Y entonces, uno de esos días que buscas silencio y te tropiezas con uno de los pocos habitantes de estos bonitos lugares, te das cuenta que para ellos su pueblo no está abandonado, es imposible que lo esté.

​SIEMPRE VUELVEN

Paro tranquilo, mis pies se agarran al suelo con toda la fuerza que más de ocho décadas tienen .La madera de la garrota, compañera, amiga y observadora de los últimos año me sostiene del vaivén.

Respiro y sonrío, los afianzados surcos que dibujan mi rostro se elevan con señales de felicidad.

¡Ay!, pajarillos que anidan ajenos a todo, construyendo su mundo de libertad con sus plumas de colores, revoloteando por la plaza de mis recuerdos.
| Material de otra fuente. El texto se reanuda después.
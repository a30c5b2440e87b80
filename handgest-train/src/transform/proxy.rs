//! Proxy image frames (`*.jpg`) to RGBD tensors.

use super::{FrameTransform, RGBD_CHANNELS};
use crate::error::TransformError;
use image::imageops::FilterType;
use ndarray::Array3;
use std::path::Path;

/// Decodes an image, resizes it and lays it out as `[4, H, W]`.
///
/// Channels 0..3 hold RGB in `[0, 1]`; proxy images carry no depth so the
/// last channel is zero.
#[derive(Debug, Clone, Copy, PartialEq, Eq)]
pub struct ProxyImageTransform {
    width: u32,
    height: u32,
}

impl ProxyImageTransform {
    pub fn new(width: u32, height: u32) -> Self {
        Self { width, height }
    }
}

impl FrameTransform for ProxyImageTransform {
    fn frame_shape(&self) -> [usize; 3] {
        [RGBD_CHANNELS, self.height as usize, self.width as usize]
    }

    fn apply(&self, frame: &Path, _slot: usize) -> Result<Array3<f32>, TransformError> {
        let image = image::open(frame)?
            .resize_exact(self.width, self.height, FilterType::Triangle)
            .to_rgb8();

        let mut tensor =
            Array3::<f32>::zeros((RGBD_CHANNELS, self.height as usize, self.width as usize));
        for (x, y, pixel) in image.enumerate_pixels() {
            for c in 0..3 {
                tensor[[c, y as usize, x as usize]] = pixel[c] as f32 / 255.0;
            }
        }
        Ok(tensor)
    }
}
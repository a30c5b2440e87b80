//! Sample discovery: frame listing, dataset globbing and train/test splits.

use crate::error::{DataError, Result};
use rand::SeedableRng;
use rand::rngs::StdRng;
use rand::seq::SliceRandom;
use serde::{Deserialize, Serialize};
use std::fmt;
use std::path::{Path, PathBuf};
use std::str::FromStr;
use tracing::debug;

/// Kind of per-frame file stored in a sample folder.
#[derive(Debug, Clone, Copy, PartialEq, Eq, Hash, Serialize, Deserialize)]
#[serde(rename_all = "lowercase")]
pub enum DataType {
    /// Point clouds (`*.pcd`).
    Pcd,
    /// Proxy images (`*.jpg`).
    Proxy,
}

impl DataType {
    /// File extension of frames of this kind.
    pub fn extension(self) -> &'static str {
        match self {
            DataType::Pcd => "pcd",
            DataType::Proxy => "jpg",
        }
    }
}

impl FromStr for DataType {
    type Err = DataError;

    fn from_str(s: &str) -> Result<Self> {
        match s {
            "pcd" => Ok(DataType::Pcd),
            "proxy" => Ok(DataType::Proxy),
            other => Err(DataError::UnsupportedDataType(other.to_string())),
        }
    }
}

impl fmt::Display for DataType {
    fn fmt(&self, f: &mut fmt::Formatter<'_>) -> fmt::Result {
        match self {
            DataType::Pcd => write!(f, "pcd"),
            DataType::Proxy => write!(f, "proxy"),
        }
    }
}

fn is_hidden(path: &Path) -> bool {
    path.file_name()
        .and_then(|n| n.to_str())
        .is_some_and(|n| n.starts_with('.'))
}

fn sorted_entries(dir: &Path) -> Result<Vec<PathBuf>> {
    let mut entries = Vec::new();
    for entry in std::fs::read_dir(dir)? {
        let path = entry?.path();
        if !is_hidden(&path) {
            entries.push(path);
        }
    }
    entries.sort();
    Ok(entries)
}

/// Frame files of a sample folder, sorted lexicographically.
///
/// The position in the returned list is the frame index used by `label.txt`.
pub fn list_frames(sample_dir: &Path, data_type: DataType) -> Result<Vec<PathBuf>> {
    let extension = data_type.extension();
    let frames: Vec<PathBuf> = sorted_entries(sample_dir)?
        .into_iter()
        .filter(|p| p.is_file() && p.extension().and_then(|e| e.to_str()) == Some(extension))
        .collect();
    debug!("{} {} frames in {}", frames.len(), data_type, sample_dir.display());
    Ok(frames)
}

/// Collect sample folders laid out as `<root>/G*/<gesture>/<a>/<b>`.
///
/// Only gestures listed in `gestures` are kept. The result is sorted.
#[tracing::instrument(skip_all, fields(root = %root.display()))]
pub fn discover_samples<S: AsRef<str>>(root: &Path, gestures: &[S]) -> Result<Vec<PathBuf>> {
    let mut samples = Vec::new();
    for group in sorted_entries(root)? {
        let is_group = group.is_dir()
            && group
                .file_name()
                .and_then(|n| n.to_str())
                .is_some_and(|n| n.starts_with('G'));
        if !is_group {
            continue;
        }
        for gesture_dir in sorted_entries(&group)? {
            let Some(gesture) = gesture_dir.file_name().and_then(|n| n.to_str()) else {
                continue;
            };
            if !gesture_dir.is_dir() || !gestures.iter().any(|g| g.as_ref() == gesture) {
                continue;
            }
            for session in sorted_entries(&gesture_dir)?.into_iter().filter(|p| p.is_dir()) {
                samples.extend(sorted_entries(&session)?.into_iter().filter(|p| p.is_dir()));
            }
        }
    }
    samples.sort();
    debug!("discovered {} samples", samples.len());
    Ok(samples)
}

/// Shuffle `paths` with `seed` and split off `floor(test_fraction * n)` test samples.
///
/// Returns `(train, test)`. `test_fraction` is clamped to `[0, 1]`.
pub fn train_test_split(
    mut paths: Vec<PathBuf>,
    test_fraction: f64,
    seed: u64,
) -> (Vec<PathBuf>, Vec<PathBuf>) {
    let mut rng = StdRng::seed_from_u64(seed);
    paths.shuffle(&mut rng);

    let test_len = (test_fraction.clamp(0.0, 1.0) * paths.len() as f64).floor() as usize;
    let test = paths.split_off(paths.len() - test_len);
    (paths, test)
}

#[cfg(test)]
mod tests {
    use super::*;
    use std::collections::HashSet;
    use std::fs;

    #[test]
    fn test_data_type_parsing() {
        assert_eq!("pcd".parse::<DataType>().unwrap(), DataType::Pcd);
        assert_eq!("proxy".parse::<DataType>().unwrap(), DataType::Proxy);
        assert!(matches!(
            "png".parse::<DataType>(),
            Err(DataError::UnsupportedDataType(ref s)) if s == "png"
        ));
    }

    #[test]
    fn test_data_type_serde_names() {
        assert_eq!(serde_json::to_string(&DataType::Proxy).unwrap(), "\"proxy\"");
        let parsed: DataType = serde_json::from_str("\"pcd\"").unwrap();
        assert_eq!(parsed, DataType::Pcd);
    }

    #[test]
    fn test_list_frames_sorted_and_filtered() {
        let dir = tempfile::tempdir().unwrap();
        for name in ["0002.pcd", "0000.pcd", "0001.pcd", "0000.jpg", "label.txt", ".0003.pcd"] {
            fs::write(dir.path().join(name), b"").unwrap();
        }
        fs::create_dir(dir.path().join("nested.pcd")).unwrap();

        let frames = list_frames(dir.path(), DataType::Pcd).unwrap();
        let names: Vec<_> = frames
            .iter()
            .map(|p| p.file_name().unwrap().to_str().unwrap().to_string())
            .collect();
        assert_eq!(names, ["0000.pcd", "0001.pcd", "0002.pcd"]);

        let images = list_frames(dir.path(), DataType::Proxy).unwrap();
        assert_eq!(images.len(), 1);
    }

    #[test]
    fn test_list_frames_empty_folder() {
        let dir = tempfile::tempdir().unwrap();
        assert!(list_frames(dir.path(), DataType::Pcd).unwrap().is_empty());
    }

    #[test]
    fn test_discover_samples_filters_gestures() {
        let root = tempfile::tempdir().unwrap();
        for rel in [
            "G01/select/s1/t1",
            "G01/select/s1/t2",
            "G02/select/s2/t1",
            "G02/high/s1/t1",
            "misc/select/s1/t1",
        ] {
            fs::create_dir_all(root.path().join(rel)).unwrap();
        }
        fs::write(root.path().join("G01/select/s1/notes.txt"), b"").unwrap();

        let samples = discover_samples(root.path(), &["select"]).unwrap();
        let expected: Vec<PathBuf> = ["G01/select/s1/t1", "G01/select/s1/t2", "G02/select/s2/t1"]
            .iter()
            .map(|rel| root.path().join(rel))
            .collect();
        assert_eq!(samples, expected);
    }

    #[test]
    fn test_train_test_split_partitions_paths() {
        let paths: Vec<PathBuf> = (0..10).map(|i| PathBuf::from(format!("s{i}"))).collect();
        let (train, test) = train_test_split(paths.clone(), 0.25, 7);
        assert_eq!(test.len(), 2);
        assert_eq!(train.len(), 8);

        let all: HashSet<_> = train.iter().chain(test.iter()).cloned().collect();
        assert_eq!(all, paths.into_iter().collect::<HashSet<_>>());
    }

    #[test]
    fn test_train_test_split_is_seeded() {
        let paths: Vec<PathBuf> = (0..20).map(|i| PathBuf::from(format!("s{i}"))).collect();
        assert_eq!(
            train_test_split(paths.clone(), 0.5, 3),
            train_test_split(paths, 0.5, 3)
        );
    }
}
¡Ay!, árboles espigados que seguís echando raíces en el solitario camino de la esperanza. El sonido y el olor guían mis taciturnos pasos hacia el cristalino riachuelo donde volaban piedras con cantos redondeados.

Volaban piedras, salpicaban risas.

Salpicaban risas donde las rodillas cubiertas de barro eran testigo de la inocencia entrelazada con ilusión.
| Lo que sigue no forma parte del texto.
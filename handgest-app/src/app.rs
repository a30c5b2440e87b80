//! Dataset discovery, loader construction and the epoch loop.

use crate::config::{AppConfig, LoggingConfig};
use crate::error::{AppError, Result};
use handgest_data::{ClassId, DataType, LabelMap, discover_samples, train_test_split};
use handgest_train::{
    FrameTransform, MultiStreamLoader, PointCloudProjection, ProxyImageTransform,
};
use std::collections::BTreeMap;
use std::path::PathBuf;
use std::sync::Arc;
use tracing::{info, warn};

/// Summary of one pass over a loader.
#[derive(Debug, Default, Clone, PartialEq, Eq)]
pub struct PassStats {
    pub batches: usize,
    pub frames: usize,
    pub labels: BTreeMap<ClassId, usize>,
}

pub fn init_logging(logging: &LoggingConfig) {
    tracing_subscriber::fmt()
        .with_env_filter(
            tracing_subscriber::EnvFilter::try_from_default_env()
                .unwrap_or_else(|_| tracing_subscriber::EnvFilter::new(&logging.level)),
        )
        .with_target(false)
        .init();
}

/// Frame transform matching the configured data type.
pub fn build_transform(config: &AppConfig) -> Result<Arc<dyn FrameTransform>> {
    let (width, height) = (config.width(), config.height());
    Ok(match config.pipeline.data_type {
        DataType::Proxy => Arc::new(ProxyImageTransform::new(width, height)),
        DataType::Pcd => {
            let projection = &config.projection;
            let intrinsics = projection
                .intrinsics
                .ok_or_else(|| AppError::Config("pcd data requires projection.intrinsics".into()))?;
            let mut transform = PointCloudProjection::new(intrinsics, width, height)
                .with_angle(projection.angle_deg.to_radians())
                .with_z_target(projection.z_target);
            if let Some(jitter) = projection.jitter {
                transform = transform.with_jitter(jitter, config.pipeline.seed.unwrap_or(0));
            }
            Arc::new(transform)
        }
    })
}

/// Drain one epoch, logging and counting what the loader produces.
pub fn run_pass(
    loader: &mut MultiStreamLoader,
    name: &str,
    max_batches: Option<usize>,
) -> Result<PassStats> {
    let mut stats = PassStats::default();
    for batch in loader.iter().take(max_batches.unwrap_or(usize::MAX)) {
        let batch = batch?;
        stats.batches += 1;
        stats.frames += batch.len();
        for &label in batch.labels.iter() {
            *stats.labels.entry(label).or_default() += 1;
        }
    }
    info!(
        pass = name,
        epoch = loader.epoch(),
        batches = stats.batches,
        frames = stats.frames,
        "labels {:?}",
        stats.labels
    );
    Ok(stats)
}

fn build_loader(
    config: &AppConfig,
    paths: Vec<PathBuf>,
    label_map: &LabelMap,
    transform: &Arc<dyn FrameTransform>,
) -> Result<MultiStreamLoader> {
    Ok(MultiStreamLoader::from_config(
        &config.pipeline,
        paths,
        label_map.clone(),
        Arc::clone(transform),
    )?)
}

pub fn run(config: AppConfig) -> Result<()> {
    config.validate()?;
    let label_map = config.label_map()?;
    let gestures: Vec<&str> = label_map.iter().map(|(name, _)| name).collect();

    let samples = discover_samples(&config.data_dir, &gestures)?;
    if samples.is_empty() {
        warn!("no samples found under {}", config.data_dir.display());
    }
    let (train, test) = train_test_split(samples, config.test_fraction, config.split_seed);
    info!(
        train = train.len(),
        test = test.len(),
        classes = label_map.num_classes(),
        "dataset split"
    );

    let transform = build_transform(&config)?;
    let mut train_loader = build_loader(&config, train, &label_map, &transform)?;
    let mut test_loader = build_loader(&config, test, &label_map, &transform)?;

    for epoch in 1..=config.epochs {
        info!(epoch, "epoch {}/{}", epoch, config.epochs);
        run_pass(&mut train_loader, "train", config.max_batches)?;
        if config.validate_each_epoch > 0 && epoch % config.validate_each_epoch == 0 {
            run_pass(&mut test_loader, "validation", config.max_batches)?;
        }
    }
    Ok(())
}
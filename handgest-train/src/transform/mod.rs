//! Frame transforms
//!
//! A transform turns one frame file into a fixed-shape `[C, H, W]` tensor.
//! It receives the slot index so augmentation can stay stable per slot.
//! Transforms are shared by every worker thread and must not hold
//! unsynchronized mutable state.

mod projection;
mod proxy;

pub use projection::{Intrinsics, Jitter, PointCloudProjection};
pub use proxy::ProxyImageTransform;

use crate::error::TransformError;
use ndarray::Array3;
use std::path::Path;

/// Converts a frame reference into a tensor.
pub trait FrameTransform: Send + Sync {
    /// Shape `[C, H, W]` of every tensor returned by [`apply`](Self::apply).
    fn frame_shape(&self) -> [usize; 3];

    /// Transform the frame at `frame` for the given slot.
    fn apply(&self, frame: &Path, slot: usize) -> Result<Array3<f32>, TransformError>;
}

/// Channels produced by the shipped transforms: RGB plus depth.
pub const RGBD_CHANNELS: usize = 4;
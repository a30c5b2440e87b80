//! One worker's share of the global batch.

use crate::error::Result;
use crate::stream::{Emission, SlotStream, StreamContext};
use crate::zip::ZipShortest;
use rand::SeedableRng;
use rand::rngs::StdRng;
use rand::seq::SliceRandom;
use std::path::PathBuf;
use std::sync::Arc;
use tracing::debug;

/// A set of `batch_size` slots iterated in lock-step.
///
/// Every slot walks its own permutation of the full sample list. Slots are
/// numbered globally (`worker * batch_size + slot`) so that transforms and
/// shuffles see the same slot identity however the batch is partitioned.
#[derive(Clone)]
pub struct GestureDataset {
    paths: Arc<[PathBuf]>,
    context: Arc<StreamContext>,
    batch_size: usize,
    worker: usize,
    seed: Option<u64>,
}

impl GestureDataset {
    pub fn new(
        paths: impl Into<Arc<[PathBuf]>>,
        context: Arc<StreamContext>,
        batch_size: usize,
    ) -> Self {
        Self {
            paths: paths.into(),
            context,
            batch_size,
            worker: 0,
            seed: None,
        }
    }

    /// Position of this dataset among the loader's workers.
    pub fn with_worker(mut self, worker: usize) -> Self {
        self.worker = worker;
        self
    }

    pub fn with_seed(mut self, seed: Option<u64>) -> Self {
        self.seed = seed;
        self
    }

    pub fn batch_size(&self) -> usize {
        self.batch_size
    }

    pub fn worker(&self) -> usize {
        self.worker
    }

    pub fn paths(&self) -> &[PathBuf] {
        &self.paths
    }

    pub fn frame_shape(&self) -> [usize; 3] {
        self.context.transform.frame_shape()
    }

    fn global_slot(&self, slot: usize) -> usize {
        self.worker * self.batch_size + slot
    }

    fn slot_rng(&self, epoch: u64, global_slot: usize) -> StdRng {
        match self.seed {
            Some(seed) => StdRng::seed_from_u64(
                seed.wrapping_add(epoch << 32).wrapping_add(global_slot as u64),
            ),
            None => StdRng::from_entropy(),
        }
    }

    /// Fresh slot streams for one epoch, zipped shortest-first.
    ///
    /// Each call reshuffles every slot independently.
    pub fn streams(&self, epoch: u64) -> ZipShortest<SlotStream> {
        let slots = (0..self.batch_size)
            .map(|slot| {
                let global = self.global_slot(slot);
                let mut order = self.paths.to_vec();
                order.shuffle(&mut self.slot_rng(epoch, global));
                SlotStream::new(global, order, Arc::clone(&self.context))
            })
            .collect();
        debug!(
            worker = self.worker,
            epoch,
            slots = self.batch_size,
            samples = self.paths.len(),
            "dataset streams ready"
        );
        ZipShortest::new(slots)
    }

    /// One item per step: the step's emissions in slot order, or the first
    /// error any slot hit at that step.
    pub fn steps(&self, epoch: u64) -> impl Iterator<Item = Result<Vec<Emission>>> + Send + use<> {
        self.streams(epoch).map(|step| step.into_iter().collect::<Result<Vec<_>>>())
    }
}

#[cfg(test)]
mod tests {
    use super::*;
    use crate::error::PipelineError;
    use crate::test_support::{IndexTransform, SampleTree, decode};
    use crate::resample::FrameRate;
    use handgest_data::{DataError, DataType, LabelMap};

    fn context(target_fps: u32) -> Arc<StreamContext> {
        Arc::new(StreamContext::new(
            LabelMap::from_gestures(&["select", "high"]).unwrap(),
            Arc::new(IndexTransform),
            FrameRate::new(30, target_fps).unwrap(),
            DataType::Pcd,
        ))
    }

    /// Sample numbers in the order a slot visits them.
    fn slot_orders(dataset: &GestureDataset, epoch: u64) -> Vec<Vec<usize>> {
        let mut orders = vec![Vec::new(); dataset.batch_size()];
        for step in dataset.steps(epoch) {
            for (slot, emission) in step.unwrap().iter().enumerate() {
                let (_, sample, _) = decode(&emission.frame);
                if orders[slot].last() != Some(&sample) {
                    orders[slot].push(sample);
                }
            }
        }
        orders
    }

    #[test]
    fn test_every_slot_sees_every_sample() {
        let tree = SampleTree::new();
        let paths: Vec<_> = (0..6)
            .map(|i| tree.sample("select", &format!("s{i}"), 2, "0 0"))
            .collect();
        let dataset = GestureDataset::new(paths, context(30), 3).with_seed(Some(11));

        let orders = slot_orders(&dataset, 0);
        assert_eq!(orders.len(), 3);
        for order in &orders {
            let mut sorted = order.clone();
            sorted.sort();
            assert_eq!(sorted, (0..6).collect::<Vec<_>>());
        }
    }

    #[test]
    fn test_slots_shuffle_independently() {
        let tree = SampleTree::new();
        let paths: Vec<_> = (0..8)
            .map(|i| tree.sample("high", &format!("s{i}"), 1, "0 0"))
            .collect();
        let dataset = GestureDataset::new(paths, context(30), 4).with_seed(Some(5));

        let orders = slot_orders(&dataset, 0);
        assert!(orders.windows(2).any(|w| w[0] != w[1]));
    }

    #[test]
    fn test_seeded_epochs_are_reproducible_and_distinct() {
        let tree = SampleTree::new();
        let paths: Vec<_> = (0..8)
            .map(|i| tree.sample("high", &format!("s{i}"), 1, "0 0"))
            .collect();
        let dataset = GestureDataset::new(paths, context(30), 2).with_seed(Some(5));

        assert_eq!(slot_orders(&dataset, 0), slot_orders(&dataset, 0));
        assert_ne!(slot_orders(&dataset, 0), slot_orders(&dataset, 1));
    }

    #[test]
    fn test_step_count_and_slot_indices() {
        let tree = SampleTree::new();
        let paths = vec![
            tree.sample("select", "s0", 10, "2 4"),
            tree.sample("select", "s1", 12, "0 11"),
        ];
        // 30 -> 5: s0 emits 2 frames, s1 emits 2 frames.
        let dataset = GestureDataset::new(paths, context(5), 2).with_worker(3).with_seed(Some(1));
        let steps: Vec<_> = dataset.steps(0).map(Result::unwrap).collect();

        assert_eq!(steps.len(), 4);
        for step in &steps {
            assert_eq!(step.len(), 2);
            let slots: Vec<usize> = step.iter().map(|e| decode(&e.frame).2).collect();
            assert_eq!(slots, vec![6, 7]);
        }
    }

    #[test]
    fn test_labels_follow_intervals() {
        let tree = SampleTree::new();
        let paths = vec![tree.sample("high", "s0", 6, "1 3")];
        let dataset = GestureDataset::new(paths, context(30), 1);
        let labels: Vec<i64> = dataset.steps(0).map(|s| s.unwrap()[0].label).collect();
        assert_eq!(labels, vec![0, 2, 2, 2, 0, 0]);
    }

    #[test]
    fn test_empty_path_list_yields_no_steps() {
        let dataset = GestureDataset::new(Vec::<PathBuf>::new(), context(30), 2);
        assert_eq!(dataset.steps(0).count(), 0);
    }

    #[test]
    fn test_error_surfaces_as_step() {
        let tree = SampleTree::new();
        let paths = vec![tree.sample("wave", "s0", 3, "0 0")];
        let dataset = GestureDataset::new(paths, context(30), 2);
        let mut steps = dataset.steps(0);
        let err = steps.next().unwrap().unwrap_err();
        assert!(matches!(err, PipelineError::Data(DataError::UnknownGesture { .. })));
    }

    #[test]
    fn test_batches_stay_full_with_uneven_samples() {
        let tree = SampleTree::new();
        let paths: Vec<_> = (0..5)
            .map(|i| tree.sample("select", &format!("s{i}"), 3 + i, "0 0"))
            .collect();
        let dataset = GestureDataset::new(paths, context(30), 3).with_seed(Some(2));
        let widths: Vec<usize> = dataset.streams(0).map(|step| step.len()).collect();
        // 3 + 4 + 5 + 6 + 7 frames, visited by every slot.
        assert_eq!(widths.len(), 25);
        assert!(widths.iter().all(|&n| n == 3));
    }
}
Ilusión por escuchar crujir las hojas pintadas del color del otoño, por el baile de las letras ordenadas de nuestro eco.

Eco, eco en mi silencio golpea ahora mis recuerdos, pero también mi presente.
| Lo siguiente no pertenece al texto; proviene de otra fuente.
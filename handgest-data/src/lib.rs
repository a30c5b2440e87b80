//! Handgest Data Crate
//!
//! Parsing utilities for hand-gesture recordings: `label.txt` intervals, the
//! gesture label map, per-sample frame listing and PCD point clouds.
//! This crate knows nothing about batching or tensors; the streaming pipeline
//! lives in `handgest-train`.

pub mod error;
pub mod label;
pub mod pcd;
pub mod sample;
pub mod types;

pub use error::DataError;
pub use label::{ClassId, LabelInterval, LabelMap, NO_GESTURE, gesture_name};
pub use pcd::load_point_cloud;
pub use sample::{DataType, discover_samples, list_frames, train_test_split};
pub use types::{Point, PointCloud};
//! Pipeline configuration

use crate::error::Result;
use crate::resample::FrameRate;
use handgest_data::DataType;
use serde::{Deserialize, Serialize};

/// Configuration shared by every worker dataset of a loader.
#[derive(Debug, Clone, PartialEq, Eq, Serialize, Deserialize)]
#[serde(default)]
pub struct PipelineConfig {
    /// Global number of slots per step, summed over workers.
    pub batch_size: usize,
    /// Upper bound on worker threads.
    pub max_workers: usize,
    /// Native capture rate of the recordings.
    pub base_fps: u32,
    /// Rate at which frames are emitted.
    pub target_fps: u32,
    /// Which frame files to read.
    pub data_type: DataType,
    /// Seed for the per-slot shuffles; `None` draws from entropy.
    pub seed: Option<u64>,
    /// Steps each worker may run ahead of the assembler.
    pub prefetch: usize,
}

impl Default for PipelineConfig {
    fn default() -> Self {
        Self {
            batch_size: 1,
            max_workers: 1,
            base_fps: 30,
            target_fps: 30,
            data_type: DataType::Pcd,
            seed: None,
            prefetch: 2,
        }
    }
}

impl PipelineConfig {
    pub fn batch_size(mut self, value: usize) -> Self {
        self.batch_size = value;
        self
    }

    pub fn max_workers(mut self, value: usize) -> Self {
        self.max_workers = value;
        self
    }

    pub fn base_fps(mut self, value: u32) -> Self {
        self.base_fps = value;
        self
    }

    pub fn target_fps(mut self, value: u32) -> Self {
        self.target_fps = value;
        self
    }

    pub fn data_type(mut self, value: DataType) -> Self {
        self.data_type = value;
        self
    }

    pub fn seed(mut self, value: u64) -> Self {
        self.seed = Some(value);
        self
    }

    pub fn prefetch(mut self, value: usize) -> Self {
        self.prefetch = value;
        self
    }

    /// Validated frame rate pair.
    pub fn frame_rate(&self) -> Result<FrameRate> {
        FrameRate::new(self.base_fps, self.target_fps)
    }
}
Porque tú, mi pueblo, mi alma, mi vida...., tú no estás sólo.

No estás sólo porque nos agarramos con fuerza al alféizar de la ventana, para observarte, para vivirte. Alféizar de la ventana de nuestra vida.

Porque hoy, en los juegos de mi imaginación, vuelvo a subir al columpio de nuestra historia. A subir tan alto, a tomar impulso y oler el ir y venir de experiencias.

Eso eres tú, espectador de la vida, abrazo en el tiempo, acaparador de secretos.

Secretos contenidos, secretos vividos, secretos compartidos.

El abandono comienza cuando te dejas morir, cuando los recuerdos se esfuman como el humo del primer cigarro que fumamos a escondidas.

El abandono empieza y termina en almas marchitadas por el hastío y el cansancio.

Almas desoladas que no cuentan historias, que vivieron sin vivir, que caminaron sin rumbo, que dejaron de reír.

Mi alma está alegre, me acompaña a un pasado de inagotables aventuras. Me acompaña al sosegado presente de la experiencia, me guía hacia un futuro indescriptible de emociones cruzadas donde tu presencia se acurruca en mi interior para no abandonarte.

Me recuerda que aquí, en este camino infinito de árboles, en este camino donde en el campanario sin campana anidan cigüeñas y crean vida echando a volar, en este camino comencé una aventura, VIVIR.

Levanto la vista y recuento los pequeños escalones agrietados por el paso de la experiencia que me guían hasta mi hogar.

Porque es mi hogar, ruidoso en su silencio, agitado en su tranquilidad, brillante en el gris del anochecer y rebosante de experiencias.

La cazuela de barro encima del hornillo cuece sin prisa, humeante, desprendiendo un olor que resucita el jolgorio de épocas pasadas.

El chisporroteo de la leña en la chimenea susurra melodías rebosantes de sensaciones y, los cuadros rojos y negros del mantel de la mesa del rincón reflejan los rayos de luz desde la ventana.

Fijo mis ojos en las dos mecedoras que tantas veces se balanceaban al unísono con el impulso de nuestras miradas encontradas.

Miradas cómplices, miradas cristalinas, miradas que todavía me inundan de nostalgia, porque sigo oliendo a ellas.

Manos entrelazadas ardientes, frías en los pliegues del paso del tiempo, llenas de experiencia subiendo y bajando por la montaña de nuestra vida.

Rebosantes de secretos compartidos, de lágrimas contenidas, de gritos a la esperanza y de sueños no siempre cumplidos.

¡Ay!, princesa de mi cuento sin acabar, ¡cómo te echo de menos!

Me aferro a tu sonrisa picarona, a tu desparpajo inquieto, a tus promesas cumplidas.

Me agarro tan fuerte a tu presencia, que este pueblo observador de nuestras hazañas locas, de nuestras interminables luchas, de nuestras inagotables vivencias, se mantiene vivo.

Vivo porque hay capítulos sin cerrar, de nuevas vivencias que contar, de mucho que recordar. Y es entonces cuando los nudillos golpean la puerta de madera y una nube de frescura inunda mi hogar.

Inundado de abrazos, de guiños, de risas, anécdotas.

Deditos diminutos pintan sonrisas en el aire y ojos de ilusión abrazan a este abuelo que disfruta de su soledad. Porque ellos, SIEMPRE VUELVEN.

Vuelven para alimentarse de esta paz, de este silencio que los pueblos de antes nos dan.